[[ DATA FOR ANALYSIS, beginning ]]

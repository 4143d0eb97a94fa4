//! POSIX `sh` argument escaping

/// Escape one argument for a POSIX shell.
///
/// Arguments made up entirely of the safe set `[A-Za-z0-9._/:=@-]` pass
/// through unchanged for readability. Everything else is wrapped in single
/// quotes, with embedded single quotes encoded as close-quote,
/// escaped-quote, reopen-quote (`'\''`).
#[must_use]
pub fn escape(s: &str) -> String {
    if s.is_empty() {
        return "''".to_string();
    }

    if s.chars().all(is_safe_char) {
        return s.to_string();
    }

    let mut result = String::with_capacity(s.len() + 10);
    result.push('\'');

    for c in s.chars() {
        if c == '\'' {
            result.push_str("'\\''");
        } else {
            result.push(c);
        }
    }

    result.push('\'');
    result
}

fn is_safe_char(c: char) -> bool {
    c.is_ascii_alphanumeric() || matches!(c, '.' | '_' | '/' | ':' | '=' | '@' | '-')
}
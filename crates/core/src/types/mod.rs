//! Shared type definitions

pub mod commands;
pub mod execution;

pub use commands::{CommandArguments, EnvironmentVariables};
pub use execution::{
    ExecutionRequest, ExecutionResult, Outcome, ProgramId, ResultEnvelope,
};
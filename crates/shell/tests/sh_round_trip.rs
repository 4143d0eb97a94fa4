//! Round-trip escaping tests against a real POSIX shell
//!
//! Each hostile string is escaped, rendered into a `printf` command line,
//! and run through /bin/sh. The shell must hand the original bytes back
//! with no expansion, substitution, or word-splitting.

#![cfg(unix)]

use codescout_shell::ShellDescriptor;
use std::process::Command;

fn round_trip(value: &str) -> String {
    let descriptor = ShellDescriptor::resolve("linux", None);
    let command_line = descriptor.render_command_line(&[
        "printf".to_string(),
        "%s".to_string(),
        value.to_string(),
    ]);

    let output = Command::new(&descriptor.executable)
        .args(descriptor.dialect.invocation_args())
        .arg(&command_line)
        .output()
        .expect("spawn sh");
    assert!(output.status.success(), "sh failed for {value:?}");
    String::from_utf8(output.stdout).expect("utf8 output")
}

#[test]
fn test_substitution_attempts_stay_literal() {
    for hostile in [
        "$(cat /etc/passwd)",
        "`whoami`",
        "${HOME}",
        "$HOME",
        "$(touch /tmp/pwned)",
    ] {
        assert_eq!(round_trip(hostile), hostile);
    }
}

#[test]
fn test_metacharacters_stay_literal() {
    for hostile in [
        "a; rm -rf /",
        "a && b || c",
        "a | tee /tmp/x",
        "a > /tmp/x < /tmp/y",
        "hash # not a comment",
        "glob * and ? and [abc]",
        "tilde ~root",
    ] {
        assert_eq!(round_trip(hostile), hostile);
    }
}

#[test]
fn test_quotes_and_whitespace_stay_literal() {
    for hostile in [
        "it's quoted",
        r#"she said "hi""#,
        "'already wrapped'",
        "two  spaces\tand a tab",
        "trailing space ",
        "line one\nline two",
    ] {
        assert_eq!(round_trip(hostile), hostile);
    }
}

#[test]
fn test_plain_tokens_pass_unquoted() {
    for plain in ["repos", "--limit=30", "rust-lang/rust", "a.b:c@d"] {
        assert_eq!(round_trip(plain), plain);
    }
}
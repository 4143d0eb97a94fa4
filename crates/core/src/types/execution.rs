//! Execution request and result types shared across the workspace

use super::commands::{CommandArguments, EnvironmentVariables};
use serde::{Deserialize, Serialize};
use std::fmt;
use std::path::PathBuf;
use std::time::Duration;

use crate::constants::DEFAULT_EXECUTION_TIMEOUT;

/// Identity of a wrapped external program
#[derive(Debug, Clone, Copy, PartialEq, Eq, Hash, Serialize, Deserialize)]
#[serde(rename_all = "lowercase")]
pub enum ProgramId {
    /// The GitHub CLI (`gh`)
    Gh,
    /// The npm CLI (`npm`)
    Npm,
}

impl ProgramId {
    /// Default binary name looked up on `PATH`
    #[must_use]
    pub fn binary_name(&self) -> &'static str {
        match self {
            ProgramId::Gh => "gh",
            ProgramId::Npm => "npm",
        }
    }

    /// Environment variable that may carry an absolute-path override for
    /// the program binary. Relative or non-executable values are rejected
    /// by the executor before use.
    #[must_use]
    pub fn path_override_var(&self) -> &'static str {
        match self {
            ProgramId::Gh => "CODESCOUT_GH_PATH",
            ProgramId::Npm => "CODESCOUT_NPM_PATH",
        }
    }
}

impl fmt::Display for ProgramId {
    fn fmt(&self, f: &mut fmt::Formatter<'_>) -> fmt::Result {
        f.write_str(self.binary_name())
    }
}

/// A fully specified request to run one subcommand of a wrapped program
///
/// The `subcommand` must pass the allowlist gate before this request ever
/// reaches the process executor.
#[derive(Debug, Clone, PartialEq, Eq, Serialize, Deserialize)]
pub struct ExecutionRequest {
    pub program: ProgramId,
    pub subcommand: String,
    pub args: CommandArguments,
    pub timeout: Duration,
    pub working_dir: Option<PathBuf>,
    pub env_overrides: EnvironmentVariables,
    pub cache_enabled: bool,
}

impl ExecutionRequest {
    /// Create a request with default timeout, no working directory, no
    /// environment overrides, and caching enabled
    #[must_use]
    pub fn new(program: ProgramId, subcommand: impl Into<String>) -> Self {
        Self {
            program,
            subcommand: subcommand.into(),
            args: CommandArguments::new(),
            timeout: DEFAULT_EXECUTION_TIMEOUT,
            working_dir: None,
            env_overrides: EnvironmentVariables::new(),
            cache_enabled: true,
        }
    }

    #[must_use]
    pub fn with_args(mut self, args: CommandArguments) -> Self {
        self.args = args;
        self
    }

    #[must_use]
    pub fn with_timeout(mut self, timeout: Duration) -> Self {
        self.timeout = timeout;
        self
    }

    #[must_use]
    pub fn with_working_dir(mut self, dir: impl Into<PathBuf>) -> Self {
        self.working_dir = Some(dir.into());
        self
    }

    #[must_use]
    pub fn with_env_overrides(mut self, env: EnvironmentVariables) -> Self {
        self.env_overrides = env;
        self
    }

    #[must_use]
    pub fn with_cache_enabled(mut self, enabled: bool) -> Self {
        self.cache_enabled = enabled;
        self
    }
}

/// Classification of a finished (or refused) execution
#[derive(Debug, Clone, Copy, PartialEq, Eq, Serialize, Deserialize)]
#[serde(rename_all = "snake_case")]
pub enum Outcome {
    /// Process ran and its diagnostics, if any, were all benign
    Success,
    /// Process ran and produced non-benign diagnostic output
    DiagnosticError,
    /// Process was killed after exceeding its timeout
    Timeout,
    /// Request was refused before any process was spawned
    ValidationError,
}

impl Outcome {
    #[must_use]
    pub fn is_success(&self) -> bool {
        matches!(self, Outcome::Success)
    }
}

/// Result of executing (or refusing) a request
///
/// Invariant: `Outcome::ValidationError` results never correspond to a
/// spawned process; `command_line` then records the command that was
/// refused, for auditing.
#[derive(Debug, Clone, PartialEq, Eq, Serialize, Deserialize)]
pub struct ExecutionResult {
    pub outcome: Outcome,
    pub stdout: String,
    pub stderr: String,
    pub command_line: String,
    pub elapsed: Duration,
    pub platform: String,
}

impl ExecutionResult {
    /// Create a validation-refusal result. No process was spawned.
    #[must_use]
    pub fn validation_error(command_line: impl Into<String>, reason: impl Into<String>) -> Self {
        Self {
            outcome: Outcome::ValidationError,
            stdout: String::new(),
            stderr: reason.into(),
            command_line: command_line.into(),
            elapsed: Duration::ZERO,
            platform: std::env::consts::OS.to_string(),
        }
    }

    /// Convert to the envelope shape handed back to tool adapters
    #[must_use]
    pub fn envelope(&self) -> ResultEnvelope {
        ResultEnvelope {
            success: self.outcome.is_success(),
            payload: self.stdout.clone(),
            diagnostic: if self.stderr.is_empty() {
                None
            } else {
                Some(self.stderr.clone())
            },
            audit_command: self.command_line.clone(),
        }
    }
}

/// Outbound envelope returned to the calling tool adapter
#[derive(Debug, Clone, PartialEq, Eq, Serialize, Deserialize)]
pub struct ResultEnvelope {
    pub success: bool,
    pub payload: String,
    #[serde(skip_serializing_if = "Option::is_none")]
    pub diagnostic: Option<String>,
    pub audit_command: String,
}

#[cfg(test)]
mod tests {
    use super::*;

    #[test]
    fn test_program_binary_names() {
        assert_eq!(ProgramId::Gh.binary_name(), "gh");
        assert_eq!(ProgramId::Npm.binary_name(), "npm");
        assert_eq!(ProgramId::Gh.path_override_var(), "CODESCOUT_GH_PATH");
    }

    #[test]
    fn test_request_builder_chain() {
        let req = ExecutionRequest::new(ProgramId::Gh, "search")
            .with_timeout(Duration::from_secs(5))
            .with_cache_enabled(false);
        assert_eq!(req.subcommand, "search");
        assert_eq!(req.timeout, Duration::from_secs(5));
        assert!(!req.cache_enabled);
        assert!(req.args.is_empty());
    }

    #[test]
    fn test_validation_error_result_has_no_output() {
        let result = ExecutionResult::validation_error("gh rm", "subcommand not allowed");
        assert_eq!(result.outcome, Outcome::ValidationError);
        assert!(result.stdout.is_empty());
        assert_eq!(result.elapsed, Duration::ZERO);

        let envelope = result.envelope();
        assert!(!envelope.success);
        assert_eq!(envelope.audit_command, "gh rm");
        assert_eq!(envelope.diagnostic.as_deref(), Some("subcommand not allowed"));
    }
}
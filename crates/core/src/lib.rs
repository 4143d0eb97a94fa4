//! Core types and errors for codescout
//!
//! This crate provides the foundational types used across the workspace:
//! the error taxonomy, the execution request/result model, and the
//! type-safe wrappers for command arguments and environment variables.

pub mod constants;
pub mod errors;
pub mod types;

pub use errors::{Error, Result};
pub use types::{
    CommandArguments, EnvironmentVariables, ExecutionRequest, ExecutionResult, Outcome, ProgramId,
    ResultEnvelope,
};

[[ DATA FOR ANALYSIS, end ]]

Return the entries exactly through the "quotes, with embedded" line.

* _FINISHED EXERCISE_:
repository 4143d0eb97a94fa4
//! POSIX `sh` argument escaping

/// Escape one argument for a POSIX shell.
///
/// Arguments made up entirely of the safe set `[A-Za-z0-9._/:=@-]` pass
/// through unchanged for readability. Everything else is wrapped in single
/// quotes, with embedded single quotes encoded as close-quote,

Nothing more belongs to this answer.